Again, not a clue who they’re talking about. But Michelle Persad at The Huffington Post seems very excited to report, “Mark your calendars: Target just released details about its latest designer collaboration. The American retailer took to Twitter this morning to announce it is partnering with jewelry designer Eddie Borgo for a limited-edition collection of customizable jewelry, accessories and wall art. Although Borgo may not yet be a household name like other designers and brands who’ve partnered with the store (including Lilly Pulitzer, Missoni and Proenza Schouler), he’s garnered a lot of attention over the years for his jewelry line that features conical studs and geometric shapes.” Note to self: Get “conical studs” somewhere on grease-stained Who ’75 Tour t-shirt.

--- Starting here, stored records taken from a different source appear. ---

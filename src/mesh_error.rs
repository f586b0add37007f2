//! MeshError: Unified error type for mesh-coupling public APIs
//!
//! Every fallible operation of the single-geometric-type meshes reports one of
//! five kinds of failure. The payload is a human-readable detail naming the
//! operation and the offending value.

use thiserror::Error;

/// Unified error type for mesh-coupling operations.
#[derive(Debug, Error, Clone, PartialEq, Eq)]
pub enum MeshError {
    /// Caller-supplied data violates a documented precondition.
    #[error("invalid argument: {0}")]
    InvalidArgument(String),
    /// A cell or node index lies outside the valid interval.
    #[error("index out of range: {0}")]
    OutOfRange(String),
    /// A derived invariant of the stored arrays is violated.
    #[error("inconsistent state: {0}")]
    InconsistentState(String),
    /// A structural precondition of an algorithm is not met.
    #[error("invalid mesh state: {0}")]
    InvalidMeshState(String),
    /// The operation is not available for this shape or mesh kind.
    #[error("unsupported operation: {0}")]
    UnsupportedOperation(String),
}

/// Fieldless view of [`MeshError`] for callers that branch on the kind only.
#[derive(Copy, Clone, Debug, PartialEq, Eq, Hash)]
pub enum ErrorKind {
    InvalidArgument,
    OutOfRange,
    InconsistentState,
    InvalidMeshState,
    UnsupportedOperation,
}

impl MeshError {
    /// The taxonomy kind of this error.
    pub fn kind(&self) -> ErrorKind {
        match self {
            MeshError::InvalidArgument(_) => ErrorKind::InvalidArgument,
            MeshError::OutOfRange(_) => ErrorKind::OutOfRange,
            MeshError::InconsistentState(_) => ErrorKind::InconsistentState,
            MeshError::InvalidMeshState(_) => ErrorKind::InvalidMeshState,
            MeshError::UnsupportedOperation(_) => ErrorKind::UnsupportedOperation,
        }
    }

    /// Detail message without the kind prefix.
    pub fn detail(&self) -> &str {
        match self {
            MeshError::InvalidArgument(s)
            | MeshError::OutOfRange(s)
            | MeshError::InconsistentState(s)
            | MeshError::InvalidMeshState(s)
            | MeshError::UnsupportedOperation(s) => s,
        }
    }
}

More than $400,000 and counting. Brandt Williams of MPR says, “Federal authorities Wednesday indicted a Minneapolis police officer on nine criminal counts, including civil rights violations and perjury, tied to allegations of using excessive force and lying about it. Officer Michael Griffin was already at the center of two police brutality lawsuits that have cost the city more than $400,000. He’d been investigated more than a dozen times but never been disciplined.”
One of the first rules of any work place. “Be nice to the janitors.” Says Martin Moylan at MPR, “Janitors working at Macy’s and Herberger’s stores in Minnesota have sued their employer, Capital Building Services, alleging they’ve been cheated on their wages. The janitors have filed a federal class-action lawsuit accusing the Illinois-based company, which provides clearing services to retailers, with failing to pay workers the minimum wage and earned overtime. The suit also alleges other labor law violations.” Obviously, no one at those stores ever saw, “Election.”

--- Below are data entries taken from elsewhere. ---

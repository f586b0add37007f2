#![allow(dead_code)]
use std::sync::Arc;

use mesh_coupling::prelude::*;
use rand::SeedableRng;
use rand::rngs::StdRng;
use rand::seq::SliceRandom;

pub fn coords2(points: &[[f64; 2]]) -> Arc<Coordinates> {
    Arc::new(Coordinates::from_tuples(points).unwrap())
}

pub fn coords3(points: &[[f64; 3]]) -> Arc<Coordinates> {
    Arc::new(Coordinates::from_tuples(points).unwrap())
}

/// `nx` by `ny` QUAD4 grid on the unit spacing, nodes numbered row by row.
pub fn quad_grid(nx: usize, ny: usize) -> StaticMesh {
    let mut pts = Vec::new();
    for j in 0..=ny {
        for i in 0..=nx {
            pts.push([i as f64, j as f64]);
        }
    }
    let row = (nx + 1) as IdType;
    let mut conn = Vec::new();
    for j in 0..ny as IdType {
        for i in 0..nx as IdType {
            let n0 = j * row + i;
            conn.extend_from_slice(&[n0, n0 + 1, n0 + 1 + row, n0 + row]);
        }
    }
    StaticMesh::from_arrays("grid", CellType::Quad4, coords2(&pts), conn).unwrap()
}

/// Unit square split along 0-2 into two TRI3 cells.
pub fn two_triangles() -> StaticMesh {
    let c = coords2(&[[0.0, 0.0], [1.0, 0.0], [1.0, 1.0], [0.0, 1.0]]);
    StaticMesh::from_arrays("square", CellType::Tri3, c, vec![0, 1, 2, 0, 2, 3]).unwrap()
}

pub fn unit_tetra() -> StaticMesh {
    let c = coords3(&[
        [0.0, 0.0, 0.0],
        [1.0, 0.0, 0.0],
        [0.0, 1.0, 0.0],
        [0.0, 0.0, 1.0],
    ]);
    StaticMesh::from_arrays("tet", CellType::Tetra4, c, vec![0, 1, 2, 3]).unwrap()
}

/// Two unit cubes side by side along x, both numbered the reference way.
pub fn hexa_pair() -> StaticMesh {
    let c = coords3(&[
        [0.0, 0.0, 0.0],
        [1.0, 0.0, 0.0],
        [1.0, 1.0, 0.0],
        [0.0, 1.0, 0.0],
        [0.0, 0.0, 1.0],
        [1.0, 0.0, 1.0],
        [1.0, 1.0, 1.0],
        [0.0, 1.0, 1.0],
        [2.0, 0.0, 0.0],
        [2.0, 1.0, 0.0],
        [2.0, 0.0, 1.0],
        [2.0, 1.0, 1.0],
    ]);
    let conn = vec![0, 1, 2, 3, 4, 5, 6, 7, 1, 8, 9, 2, 5, 10, 11, 6];
    StaticMesh::from_arrays("hexas", CellType::Hexa8, c, conn).unwrap()
}

/// A pentagon and a triangle sharing the edge 2-3.
pub fn polygons() -> DynamicMesh {
    let c = coords2(&[
        [0.0, 0.0],
        [1.0, 0.0],
        [1.5, 1.0],
        [0.5, 1.5],
        [-0.5, 1.0],
        [1.5, 2.0],
    ]);
    DynamicMesh::from_arrays(
        "polys",
        CellType::Polygon,
        c,
        vec![0, 1, 2, 3, 4, 2, 5, 3],
        vec![0, 5, 8],
    )
    .unwrap()
}

/// Unit tetrahedron written as a polyhedron.
pub fn polyhedron() -> DynamicMesh {
    let c = coords3(&[
        [0.0, 0.0, 0.0],
        [1.0, 0.0, 0.0],
        [0.0, 1.0, 0.0],
        [0.0, 0.0, 1.0],
    ]);
    DynamicMesh::from_arrays(
        "polyhed",
        CellType::Polyhed,
        c,
        vec![0, 1, 2, -1, 0, 3, 1, -1, 1, 3, 2, -1, 2, 3, 0],
        vec![0, 15],
    )
    .unwrap()
}

/// Seeded random permutation of `0..n` in old-to-new form.
pub fn random_permutation(n: usize, seed: u64) -> Vec<IdType> {
    let mut rng = StdRng::seed_from_u64(seed);
    let mut p: Vec<IdType> = (0..n as IdType).collect();
    p.shuffle(&mut rng);
    p
}

/// Assert vec is a permutation of another vec (order-agnostic).
pub fn assert_permutation<T: Ord + Copy + std::fmt::Debug>(got: &[T], want: &[T]) {
    let mut a = got.to_vec();
    a.sort_unstable();
    let mut b = want.to_vec();
    b.sort_unstable();
    assert_eq!(a, b, "not a permutation\n got={:?}\nwant={:?}", got, want);
}

pub fn assert_close(got: &[f64], want: &[f64], eps: f64) {
    assert_eq!(got.len(), want.len(), "length mismatch: {got:?} vs {want:?}");
    for (k, (a, b)) in got.iter().zip(want).enumerate() {
        assert!((a - b).abs() <= eps, "entry {k}: {a} vs {b}");
    }
}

Finally, will the National Guard be called out to provide a protective cordon around the corporate jets? Says Libor Jany of the Strib, “The Minneapolis Police Department has been quietly meeting for months with other local and federal law enforcement agencies to discuss security preparations for Super Bowl LII, which promises to be the biggest test in the history of the department. With the opening kickoff still nearly three years away, Minneapolis officials have been assessing potential threats to the big game, which is expected to draw tens of thousands of fans to the Twin Cities.” Or put another way, the meter is already running.